* **WORK TASK**
Exactly the lines from the opening of the records through the line containing "pub const LOOKAHEAD: Duration" should be copied, with both included.

* **INPUT FOR THIS TASK**
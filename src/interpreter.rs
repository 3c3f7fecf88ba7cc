use std::time::Duration;
use std::time::Instant;

use crate::driver::Brightness;
use crate::keys::KeyEvent;

/// How long a `1` waits for a following `0` before it counts on its own.
pub const LOOKAHEAD: Duration = Duration::from_millis(250);

/// A brightness level as typed by the user, 0 (off) up to 10 (full).
#[derive(Copy, Clone, Debug, PartialEq, Eq, PartialOrd, Ord)]
pub struct Level(u8);

impl Level {
    pub const OFF: Level = Level(0);
    pub const MAX: Level = Level(10);

    pub fn new(level: u8) -> Option<Level> {
        if level > Level::MAX.0 {
            return None;
        }
        return Some(Level(level));
    }

    fn from_digit(symbol: char) -> Option<Level> {
        let digit = symbol.to_digit(10)?;
        return Level::new(digit as u8);
    }

    pub fn value(&self) -> u8 {
        return self.0;
    }

    pub fn is_off(&self) -> bool {
        return self.0 == 0;
    }

    /// Linear mapping onto [0, 1].
    pub fn brightness(&self) -> Brightness {
        return Brightness::from(self.0 as f32 / 10.0);
    }
}

impl std::fmt::Display for Level {
    fn fmt(&self, f: &mut std::fmt::Formatter<'_>) -> std::fmt::Result {
        return write!(f, "{}", self.0);
    }
}

#[derive(Copy, Clone, Debug, PartialEq, Eq)]
pub enum Command {
    Set(Level),
    Quit,
}

#[derive(Copy, Clone, Debug)]
struct Pending {
    level: Level,
    at: Instant,
}

/// Turns key presses into commands.
///
/// Every digit maps to its own level, except that a `1` is held back for
/// the lookahead window: if a `0` arrives in time the pair means 10,
/// otherwise the `1` is released as level 1 on the next key or on
/// [`Interpreter::expire`].
pub struct Interpreter {
    lookahead: Duration,
    pending: Option<Pending>,
}

impl Interpreter {
    pub fn new(lookahead: Duration) -> Interpreter {
        return Interpreter {
            lookahead: lookahead,
            pending: None,
        };
    }

    pub fn is_pending(&self) -> bool {
        return self.pending.is_some();
    }

    /// The instant at which a held back `1` stops waiting for its `0`.
    pub fn deadline(&self) -> Option<Instant> {
        return self.pending.map(|pending| pending.at + self.lookahead);
    }

    pub fn feed(&mut self, event: KeyEvent) -> Vec<Command> {
        let mut commands = Vec::new();

        if event.symbol == 'q' || event.symbol == 'Q' {
            self.pending = None;
            commands.push(Command::Quit);
            return commands;
        }

        let level = match Level::from_digit(event.symbol) {
            Some(level) => level,
            None => {
                // Not a key we know, but it still ends the wait for a `0`.
                commands.extend(self.flush());
                return commands;
            }
        };

        if let Some(pending) = self.pending {
            let waited = event.at.saturating_duration_since(pending.at);
            if level.is_off() && waited <= self.lookahead {
                self.pending = None;
                commands.push(Command::Set(Level::MAX));
                return commands;
            }
        }

        commands.extend(self.flush());
        if level.value() == 1 {
            self.pending = Some(Pending {
                level: level,
                at: event.at,
            });
        } else {
            commands.push(Command::Set(level));
        }
        return commands;
    }

    /// Releases a held back `1` once its window has passed.
    pub fn expire(&mut self, now: Instant) -> Option<Command> {
        let pending = self.pending?;
        if now.saturating_duration_since(pending.at) < self.lookahead {
            return None;
        }
        return self.flush();
    }

    fn flush(&mut self) -> Option<Command> {
        return self.pending.take().map(|pending| Command::Set(pending.level));
    }
}

impl Default for Interpreter {
    fn default() -> Interpreter {
        return Interpreter::new(LOOKAHEAD);
    }
}

#[cfg(test)]
mod tests {
    use super::*;

    fn key(symbol: char, at: Instant) -> KeyEvent {
        return KeyEvent { symbol, at };
    }

    fn set(level: u8) -> Command {
        return Command::Set(Level::new(level).unwrap());
    }

    #[test]
    fn single_digits_map_to_their_level() {
        let t0 = Instant::now();
        for digit in ['0', '2', '3', '4', '5', '6', '7', '8', '9'] {
            let mut interpreter = Interpreter::default();
            let expected = set(digit.to_digit(10).unwrap() as u8);
            assert_eq!(interpreter.feed(key(digit, t0)), vec![expected]);
            assert!(!interpreter.is_pending());
        }
    }

    #[test]
    fn one_waits_for_the_window() {
        let t0 = Instant::now();
        let mut interpreter = Interpreter::default();
        assert!(interpreter.feed(key('1', t0)).is_empty());
        assert_eq!(interpreter.deadline(), Some(t0 + LOOKAHEAD));
        assert_eq!(interpreter.expire(t0 + Duration::from_millis(100)), None);
        assert_eq!(interpreter.expire(t0 + Duration::from_millis(300)), Some(set(1)));
        assert!(!interpreter.is_pending());
        assert_eq!(interpreter.expire(t0 + Duration::from_secs(5)), None);
    }

    #[test]
    fn one_then_zero_is_ten() {
        let t0 = Instant::now();
        let mut interpreter = Interpreter::default();
        assert!(interpreter.feed(key('1', t0)).is_empty());
        let commands = interpreter.feed(key('0', t0 + Duration::from_millis(250)));
        assert_eq!(commands, vec![set(10)]);
        assert!(!interpreter.is_pending());
        assert_eq!(interpreter.expire(t0 + Duration::from_secs(1)), None);
    }

    #[test]
    fn late_zero_is_one_then_off() {
        let t0 = Instant::now();
        let mut interpreter = Interpreter::default();
        interpreter.feed(key('1', t0));
        let commands = interpreter.feed(key('0', t0 + Duration::from_millis(251)));
        assert_eq!(commands, vec![set(1), set(0)]);
    }

    #[test]
    fn other_digit_releases_the_one() {
        let t0 = Instant::now();
        let mut interpreter = Interpreter::default();
        interpreter.feed(key('1', t0));
        let commands = interpreter.feed(key('7', t0 + Duration::from_millis(10)));
        assert_eq!(commands, vec![set(1), set(7)]);
    }

    #[test]
    fn one_after_one_replaces_the_pending_digit() {
        let t0 = Instant::now();
        let t1 = t0 + Duration::from_millis(100);
        let mut interpreter = Interpreter::default();
        interpreter.feed(key('1', t0));
        assert_eq!(interpreter.feed(key('1', t1)), vec![set(1)]);
        assert_eq!(interpreter.deadline(), Some(t1 + LOOKAHEAD));
        // the second `1` still pairs with a `0`
        let commands = interpreter.feed(key('0', t1 + Duration::from_millis(100)));
        assert_eq!(commands, vec![set(10)]);
    }

    #[test]
    fn quit_discards_pending() {
        let t0 = Instant::now();
        let mut interpreter = Interpreter::default();
        interpreter.feed(key('1', t0));
        assert_eq!(interpreter.feed(key('Q', t0)), vec![Command::Quit]);
        assert!(!interpreter.is_pending());
        assert_eq!(interpreter.feed(key('q', t0)), vec![Command::Quit]);
    }

    #[test]
    fn unknown_keys_are_ignored_but_release_the_one() {
        let t0 = Instant::now();
        let mut interpreter = Interpreter::default();
        assert!(interpreter.feed(key('x', t0)).is_empty());
        interpreter.feed(key('1', t0));
        assert_eq!(interpreter.feed(key(' ', t0)), vec![set(1)]);
        assert!(!interpreter.is_pending());
    }

    #[test]
    fn same_level_twice_is_reported_twice() {
        let t0 = Instant::now();
        let mut interpreter = Interpreter::default();
        assert_eq!(interpreter.feed(key('4', t0)), vec![set(4)]);
        assert_eq!(interpreter.feed(key('4', t0)), vec![set(4)]);
    }

    #[test]
    fn levels_never_exceed_ten() {
        assert_eq!(Level::new(11), None);
        assert_eq!(Level::from_digit('a'), None);
        let t0 = Instant::now();
        let mut interpreter = Interpreter::default();
        let mut seen = Vec::new();
        for (i, symbol) in "1010199910q".chars().enumerate() {
            seen.extend(interpreter.feed(key(symbol, t0 + Duration::from_millis(i as u64))));
        }
        for command in seen {
            if let Command::Set(level) = command {
                assert!(level <= Level::MAX);
            }
        }
    }

    #[test]
    fn brightness_is_linear() {
        assert_eq!(f32::from(Level::OFF.brightness()), 0.0);
        assert_eq!(f32::from(Level::MAX.brightness()), 1.0);
        let half = f32::from(Level::new(5).unwrap().brightness());
        assert!((half - 0.5).abs() < 1e-6);
    }
}
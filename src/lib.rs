// High-level overview:
//
// Protocol:                  ws2811              domain socket          LightDriver               KeySource
// Library Concept:  hardware <-----> lightingd <---------------> tree <-----------> controller <-----------> user
//
// Implementing Binary:                lightingd                       treelight (lib + bin)
//                                     lightingd-dummy

pub mod args;
pub mod config;
pub mod controller;
pub mod daemon;
pub mod driver;
pub mod interpreter;
pub mod keys;
pub mod ledstrip;
pub mod line_input;
pub mod terminal;
pub mod tree;

pub use controller::Controller;
pub use controller::Exit;
pub use driver::Brightness;
pub use driver::LightDriver;
pub use interpreter::Level;
pub use tree::Tree;
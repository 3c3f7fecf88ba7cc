//! Line buffered input, for when stdin is not a terminal or raw mode is
//! not wanted. Each line holds one value between 0 and 10, or `q`.

use std::collections::VecDeque;
use std::io::BufRead;
use std::sync::mpsc;
use std::time::Duration;
use std::time::Instant;

use crate::keys::Deadline;
use crate::keys::InputError;
use crate::keys::Interrupt;
use crate::keys::KeyEvent;
use crate::keys::KeySource;

pub struct LineKeys {
    rx: mpsc::Receiver<std::io::Result<String>>,
    queued: VecDeque<KeyEvent>,
    interrupt: Interrupt,
}

impl LineKeys {
    /// Reads lines from `reader` on a background thread, since a blocking
    /// read can't be given a timeout.
    /// Bytes that aren't UTF-8 are replaced, so such a line is rejected
    /// like any other bad value instead of ending the input.
    pub fn spawn<R: BufRead + Send + 'static>(mut reader: R, interrupt: Interrupt) -> LineKeys {
        let (tx, rx) = mpsc::channel();
        std::thread::spawn(move || {
            let mut bytes = Vec::new();
            loop {
                bytes.clear();
                let line = match reader.read_until(b'\n', &mut bytes) {
                    Ok(0) => break,
                    Ok(_) => Ok(String::from_utf8_lossy(&bytes).into_owned()),
                    Err(err) => Err(err),
                };
                let failed = line.is_err();
                if tx.send(line).is_err() || failed {
                    break;
                }
            }
        });
        return LineKeys {
            rx: rx,
            queued: VecDeque::new(),
            interrupt: interrupt,
        };
    }

    pub fn stdin(interrupt: Interrupt) -> LineKeys {
        return LineKeys::spawn(std::io::BufReader::new(std::io::stdin()), interrupt);
    }
}

/// The keys a line stands for. All of them share one timestamp, so
/// that `10` arrives as a `1` immediately followed by a `0`.
fn tokenize(line: &str, at: Instant) -> Vec<KeyEvent> {
    let line = line.trim();
    if line.is_empty() {
        return Vec::new();
    }
    if line.eq_ignore_ascii_case("q") {
        return vec![KeyEvent { symbol: 'q', at: at }];
    }
    match line.parse::<u8>() {
        Ok(value) if value <= 10 => value
            .to_string()
            .chars()
            .map(|symbol| KeyEvent { symbol: symbol, at: at })
            .collect(),
        _ => {
            log::warn!("expected a value between 0 and 10, got {:?}", line);
            Vec::new()
        }
    }
}

impl KeySource for LineKeys {
    fn next_key(&mut self, timeout: Option<Duration>) -> Result<Option<KeyEvent>, InputError> {
        if let Some(event) = self.queued.pop_front() {
            return Ok(Some(event));
        }
        let mut deadline = Deadline::after(timeout);
        loop {
            if self.interrupt.is_raised() {
                return Err(InputError::Interrupted);
            }
            let slice = match deadline.next_slice() {
                Some(slice) => slice,
                None => return Ok(None),
            };
            let line = match self.rx.recv_timeout(slice) {
                Ok(line) => line?,
                Err(mpsc::RecvTimeoutError::Timeout) => continue,
                Err(mpsc::RecvTimeoutError::Disconnected) => return Err(InputError::Closed),
            };
            self.queued.extend(tokenize(&line, Instant::now()));
            if let Some(event) = self.queued.pop_front() {
                return Ok(Some(event));
            }
        }
    }
}
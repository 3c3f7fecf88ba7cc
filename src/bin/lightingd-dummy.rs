use clap::Parser;

use treelight::args::DummyDaemonArgs;
use treelight::daemon;
use treelight::ledstrip::DummyStrip;

/// A debug version of lightingd that only logs the frames it would apply.
fn main() -> anyhow::Result<()> {
    env_logger::Builder::from_env(env_logger::Env::default().default_filter_or("info")).init();
    let args = DummyDaemonArgs::parse();
    let listener = daemon::bind(&args.unix_socket)?;
    return daemon::serve(listener, DummyStrip::default());
}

* **OUTPUT OF THE TASK**
filename src/interpreter.rs
repository 3c3f7fecf88ba7cc
use std::time::Duration;
use std::time::Instant;

use crate::driver::Brightness;
use crate::keys::KeyEvent;

/// How long a `1` waits for a following `0` before it counts on its own.
pub const LOOKAHEAD: Duration = Duration::from_millis(250);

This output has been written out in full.